Dataset excerpts
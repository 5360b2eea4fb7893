//! Native text widget seam
//!
//! The adapter never talks to a platform toolkit directly. It drives a
//! [`NativeTextWidget`] produced by a [`TextWidgetFactory`] and listens to it
//! through a [`TextWidgetObserver`]. Platform backends implement these traits;
//! [`HeadlessTextWidget`](crate::headless::HeadlessTextWidget) is the built-in
//! implementation.

use std::any::Any;
use std::ops::Range;
use std::sync::Arc;

use scrivo_core::error::Result;
use scrivo_core::style::{Color, EdgeInsets, Font};

use crate::configuration::{Autocapitalization, KeyboardType, ReturnKeyType, TextContentType};
use crate::headless::HeadlessTextWidget;
use crate::rich_text::{RichText, TextAttributes};

/// Family of native text widgets
///
/// Families differ in small observable ways (see
/// [`WidgetFamily::syncs_content_on_begin_editing`]), which are kept rather
/// than unified.
#[derive(Clone, Copy, Debug, PartialEq, Eq, Hash)]
pub enum WidgetFamily {
    /// Touch toolkits with software keyboards (iOS, Android)
    Touch,
    /// Desktop toolkits with hardware keyboards
    Desktop,
}

impl WidgetFamily {
    /// Family for the compilation target
    pub fn current() -> Self {
        if cfg!(any(target_os = "ios", target_os = "android")) {
            WidgetFamily::Touch
        } else {
            WidgetFamily::Desktop
        }
    }

    /// Touch widgets push their content back into the binding when editing begins
    pub fn syncs_content_on_begin_editing(self) -> bool {
        matches!(self, WidgetFamily::Touch)
    }

    /// Only touch widgets present a software keyboard
    pub fn has_software_keyboard(self) -> bool {
        matches!(self, WidgetFamily::Touch)
    }
}

/// Receives user-driven events from a native widget
///
/// Programmatic mutations made by the adapter never produce these events.
pub trait TextWidgetObserver: Send + Sync {
    /// The widget became first responder
    fn did_begin_editing(&self, widget: &dyn NativeTextWidget);

    /// The user changed the content
    fn did_change(&self, widget: &dyn NativeTextWidget);

    /// The user is about to replace `range` with `replacement`; return false to reject
    fn should_change(
        &self,
        widget: &dyn NativeTextWidget,
        range: Range<usize>,
        replacement: &str,
    ) -> bool;

    /// The widget resigned first responder
    fn did_end_editing(&self, widget: &dyn NativeTextWidget);
}

/// A long-lived native multi-line text widget
///
/// Offsets and ranges are in characters.
pub trait NativeTextWidget: Send {
    fn family(&self) -> WidgetFamily;

    /// Install or remove the event observer
    fn set_observer(&mut self, observer: Option<Arc<dyn TextWidgetObserver>>);

    // Content

    fn text(&self) -> String;
    fn set_text(&mut self, text: &str);
    fn rich_text(&self) -> RichText;
    fn set_rich_text(&mut self, text: &RichText);
    fn set_font(&mut self, font: &Font);
    fn set_text_color(&mut self, color: Color);
    /// Attributes given to text the user types
    fn set_typing_attributes(&mut self, attributes: &TextAttributes);

    // Selection

    fn selected_range(&self) -> Option<Range<usize>>;
    fn set_selected_range(&mut self, range: Range<usize>);
    /// Resolve a character offset from the start of the document
    fn position_from_offset(&self, offset: usize) -> Result<usize>;

    // Interaction

    fn set_editable(&mut self, editable: bool);
    fn set_selectable(&mut self, selectable: bool);
    fn set_scroll_enabled(&mut self, enabled: bool);

    // Layout

    /// Whether the widget measures itself against a preferred width
    fn supports_preferred_max_layout_width(&self) -> bool {
        false
    }
    fn set_preferred_max_layout_width(&mut self, _width: Option<f32>) {}
    /// 0 means unlimited
    fn set_maximum_number_of_lines(&mut self, lines: usize);
    fn set_text_container_inset(&mut self, inset: EdgeInsets);

    // Keyboard, ignored by widgets without a software keyboard

    fn set_enables_return_key_automatically(&mut self, _enabled: bool) {}
    fn set_keyboard_type(&mut self, _keyboard_type: KeyboardType) {}
    fn set_return_key_type(&mut self, _return_key_type: ReturnKeyType) {}
    fn set_autocapitalization(&mut self, _autocapitalization: Autocapitalization) {}
    fn set_text_content_type(&mut self, _content_type: Option<TextContentType>) {}

    // Focus

    fn is_first_responder(&self) -> bool;
    fn become_first_responder(&mut self) -> bool;
    fn resign_first_responder(&mut self) -> bool;

    fn as_any(&self) -> &dyn Any;
    fn as_any_mut(&mut self) -> &mut dyn Any;
}

/// Creates native widgets for a text view
pub trait TextWidgetFactory: Send + Sync {
    fn make_widget(&self, family: WidgetFamily) -> Result<Box<dyn NativeTextWidget>>;
}

/// Factory used when a view does not install its own
#[derive(Clone, Copy, Debug, Default)]
pub struct DefaultTextWidgetFactory;

impl TextWidgetFactory for DefaultTextWidgetFactory {
    fn make_widget(&self, family: WidgetFamily) -> Result<Box<dyn NativeTextWidget>> {
        Ok(Box::new(HeadlessTextWidget::new(family)))
    }
}
//! Ambient environment values
//!
//! The environment carries values supplied implicitly by the enclosing UI
//! context: whether the surrounding form is enabled, the ambient font, line
//! spacing and so on. Views read it during reconciliation; they never write it.
//!
//! Besides the built-in fields, components can publish their own typed values
//! through [`EnvironmentKey`]:
//!
//! ```rust
//! use scrivo_core::environment::{Environment, EnvironmentKey};
//!
//! struct CornerRadiusKey;
//!
//! impl EnvironmentKey for CornerRadiusKey {
//!     type Value = f32;
//!     fn default_value() -> f32 {
//!         0.0
//!     }
//! }
//!
//! let env = Environment::new().with_value::<CornerRadiusKey>(6.0);
//! assert_eq!(env.get::<CornerRadiusKey>(), 6.0);
//! assert_eq!(Environment::new().get::<CornerRadiusKey>(), 0.0);
//! ```

use std::any::{Any, TypeId};
use std::fmt;
use std::sync::Arc;

use rustc_hash::FxHashMap;

use crate::style::{Color, Font, LineBreakMode};

/// A typed key for a custom environment value
pub trait EnvironmentKey: 'static {
    /// Type of the stored value
    type Value: Clone + Send + Sync + 'static;

    /// Value returned when nothing has been set for this key
    fn default_value() -> Self::Value;
}

/// Snapshot of ambient values for one render pass
#[derive(Clone)]
pub struct Environment {
    /// Whether controls in this context accept interaction
    pub is_enabled: bool,
    /// Whether scroll views in this context may scroll
    pub is_scroll_enabled: bool,
    /// Ambient font, used when a view sets none
    pub font: Option<Font>,
    /// Ambient foreground color, used when a view sets none
    pub foreground_color: Option<Color>,
    /// Maximum number of displayed lines (`None` = unlimited)
    pub line_limit: Option<usize>,
    /// Ambient line-break mode
    pub line_break_mode: LineBreakMode,
    /// Extra spacing between lines, in points
    pub line_spacing: f32,
    /// Preferred maximum layout width for self-sizing text
    pub preferred_max_layout_width: Option<f32>,
    /// Component-defined values keyed by their `EnvironmentKey` type
    extensions: FxHashMap<TypeId, Arc<dyn Any + Send + Sync>>,
}

impl Default for Environment {
    fn default() -> Self {
        Self {
            is_enabled: true,
            is_scroll_enabled: true,
            font: None,
            foreground_color: None,
            line_limit: None,
            line_break_mode: LineBreakMode::WordWrap,
            line_spacing: 0.0,
            preferred_max_layout_width: None,
            extensions: FxHashMap::default(),
        }
    }
}

impl Environment {
    pub fn new() -> Self {
        Self::default()
    }

    pub fn with_enabled(mut self, enabled: bool) -> Self {
        self.is_enabled = enabled;
        self
    }

    pub fn with_scroll_enabled(mut self, enabled: bool) -> Self {
        self.is_scroll_enabled = enabled;
        self
    }

    pub fn with_font(mut self, font: Font) -> Self {
        self.font = Some(font);
        self
    }

    pub fn with_foreground_color(mut self, color: Color) -> Self {
        self.foreground_color = Some(color);
        self
    }

    pub fn with_line_limit(mut self, limit: Option<usize>) -> Self {
        self.line_limit = limit;
        self
    }

    pub fn with_line_break_mode(mut self, mode: LineBreakMode) -> Self {
        self.line_break_mode = mode;
        self
    }

    pub fn with_line_spacing(mut self, spacing: f32) -> Self {
        self.line_spacing = spacing;
        self
    }

    pub fn with_preferred_max_layout_width(mut self, width: Option<f32>) -> Self {
        self.preferred_max_layout_width = width;
        self
    }

    /// Set a component-defined value
    pub fn with_value<K: EnvironmentKey>(mut self, value: K::Value) -> Self {
        self.set::<K>(value);
        self
    }

    /// Set a component-defined value in place
    pub fn set<K: EnvironmentKey>(&mut self, value: K::Value) {
        self.extensions.insert(TypeId::of::<K>(), Arc::new(value));
    }

    /// Read a component-defined value, falling back to the key's default
    pub fn get<K: EnvironmentKey>(&self) -> K::Value {
        self.extensions
            .get(&TypeId::of::<K>())
            .and_then(|value| value.downcast_ref::<K::Value>())
            .cloned()
            .unwrap_or_else(K::default_value)
    }

    /// Whether a value has been set explicitly for `K`
    pub fn contains<K: EnvironmentKey>(&self) -> bool {
        self.extensions.contains_key(&TypeId::of::<K>())
    }
}

impl fmt::Debug for Environment {
    fn fmt(&self, f: &mut fmt::Formatter<'_>) -> fmt::Result {
        f.debug_struct("Environment")
            .field("is_enabled", &self.is_enabled)
            .field("is_scroll_enabled", &self.is_scroll_enabled)
            .field("font", &self.font)
            .field("foreground_color", &self.foreground_color)
            .field("line_limit", &self.line_limit)
            .field("line_break_mode", &self.line_break_mode)
            .field("line_spacing", &self.line_spacing)
            .field("preferred_max_layout_width", &self.preferred_max_layout_width)
            // Extension values are type-erased
            .field("extensions", &self.extensions.len())
            .finish()
    }
}
//! Style values shared between the declarative and native layers
//!
//! Colors, fonts, insets and line-break modes. Semantic colors and fonts are
//! resolved to concrete native values with [`SemanticColor::resolve`] and
//! [`Font::body`].

/// RGBA color with f32 components (0.0 to 1.0)
#[derive(Clone, Copy, Debug, Default, PartialEq)]
pub struct Color {
    pub r: f32,
    pub g: f32,
    pub b: f32,
    pub a: f32,
}

impl Color {
    pub const WHITE: Color = Color::rgb(1.0, 1.0, 1.0);

    /// Primary text color
    pub const LABEL: Color = Color::rgb(0.0, 0.0, 0.0);
    /// Secondary text color, used for placeholders
    pub const SECONDARY_LABEL: Color = Color::new(0.235, 0.235, 0.263, 0.6);
    /// Tint used for accents
    pub const ACCENT: Color = Color::rgb(0.0, 0.478, 1.0);

    pub const fn new(r: f32, g: f32, b: f32, a: f32) -> Self {
        Self { r, g, b, a }
    }

    pub const fn rgb(r: f32, g: f32, b: f32) -> Self {
        Self { r, g, b, a: 1.0 }
    }
}

/// A color named by role rather than by value
#[derive(Clone, Copy, Debug, PartialEq)]
pub enum SemanticColor {
    Primary,
    Secondary,
    Accent,
    Custom(Color),
}

impl SemanticColor {
    /// Convert to the native color used by text widgets
    pub fn resolve(self) -> Color {
        match self {
            SemanticColor::Primary => Color::LABEL,
            SemanticColor::Secondary => Color::SECONDARY_LABEL,
            SemanticColor::Accent => Color::ACCENT,
            SemanticColor::Custom(color) => color,
        }
    }
}

impl From<Color> for SemanticColor {
    fn from(color: Color) -> Self {
        SemanticColor::Custom(color)
    }
}

/// Font weight
#[derive(Clone, Copy, Debug, Default, PartialEq, Eq, Hash)]
pub enum FontWeight {
    Light,
    #[default]
    Regular,
    Medium,
    Semibold,
    Bold,
}

/// Font family
#[derive(Clone, Debug, Default, PartialEq, Eq, Hash)]
pub enum FontFamily {
    /// Platform UI font
    #[default]
    System,
    /// Platform monospaced font
    Monospace,
    /// A named font family
    Named(String),
}

/// A concrete font description
#[derive(Clone, Debug, PartialEq)]
pub struct Font {
    pub family: FontFamily,
    pub size: f32,
    pub weight: FontWeight,
}

impl Font {
    /// Point size of the platform body text style
    pub const BODY_SIZE: f32 = 17.0;

    pub fn system(size: f32) -> Self {
        Self {
            family: FontFamily::System,
            size,
            weight: FontWeight::Regular,
        }
    }

    pub fn monospace(size: f32) -> Self {
        Self {
            family: FontFamily::Monospace,
            size,
            weight: FontWeight::Regular,
        }
    }

    pub fn named(name: impl Into<String>, size: f32) -> Self {
        Self {
            family: FontFamily::Named(name.into()),
            size,
            weight: FontWeight::Regular,
        }
    }

    /// The platform default body font
    pub fn body() -> Self {
        Self::system(Self::BODY_SIZE)
    }

    pub fn weight(mut self, weight: FontWeight) -> Self {
        self.weight = weight;
        self
    }

    pub fn bold(self) -> Self {
        self.weight(FontWeight::Bold)
    }
}

impl Default for Font {
    fn default() -> Self {
        Self::body()
    }
}

/// Padding around text content
#[derive(Clone, Copy, Debug, Default, PartialEq)]
pub struct EdgeInsets {
    pub top: f32,
    pub left: f32,
    pub bottom: f32,
    pub right: f32,
}

impl EdgeInsets {
    pub const ZERO: EdgeInsets = EdgeInsets::new(0.0, 0.0, 0.0, 0.0);

    pub const fn new(top: f32, left: f32, bottom: f32, right: f32) -> Self {
        Self {
            top,
            left,
            bottom,
            right,
        }
    }

    /// Same inset on every edge
    pub const fn uniform(inset: f32) -> Self {
        Self::new(inset, inset, inset, inset)
    }

    /// Horizontal and vertical insets
    pub const fn symmetric(horizontal: f32, vertical: f32) -> Self {
        Self::new(vertical, horizontal, vertical, horizontal)
    }
}

/// How lines are broken when text exceeds the available width
#[derive(Clone, Copy, Debug, Default, PartialEq, Eq, Hash)]
pub enum LineBreakMode {
    #[default]
    WordWrap,
    CharWrap,
    Clip,
    TruncateHead,
    TruncateTail,
    TruncateMiddle,
}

Your assignment
Output the lines above exactly, but only those between the line holding "pub trait EnvironmentKey: 'static" and the line holding "#[derive(Clone)]", inclusive.

Solution to this problem
pub trait EnvironmentKey: 'static {
    /// Type of the stored value
    type Value: Clone + Send + Sync + 'static;

    /// Value returned when nothing has been set for this key
    fn default_value() -> Self::Value;
}

/// Snapshot of ambient values for one render pass
#[derive(Clone)]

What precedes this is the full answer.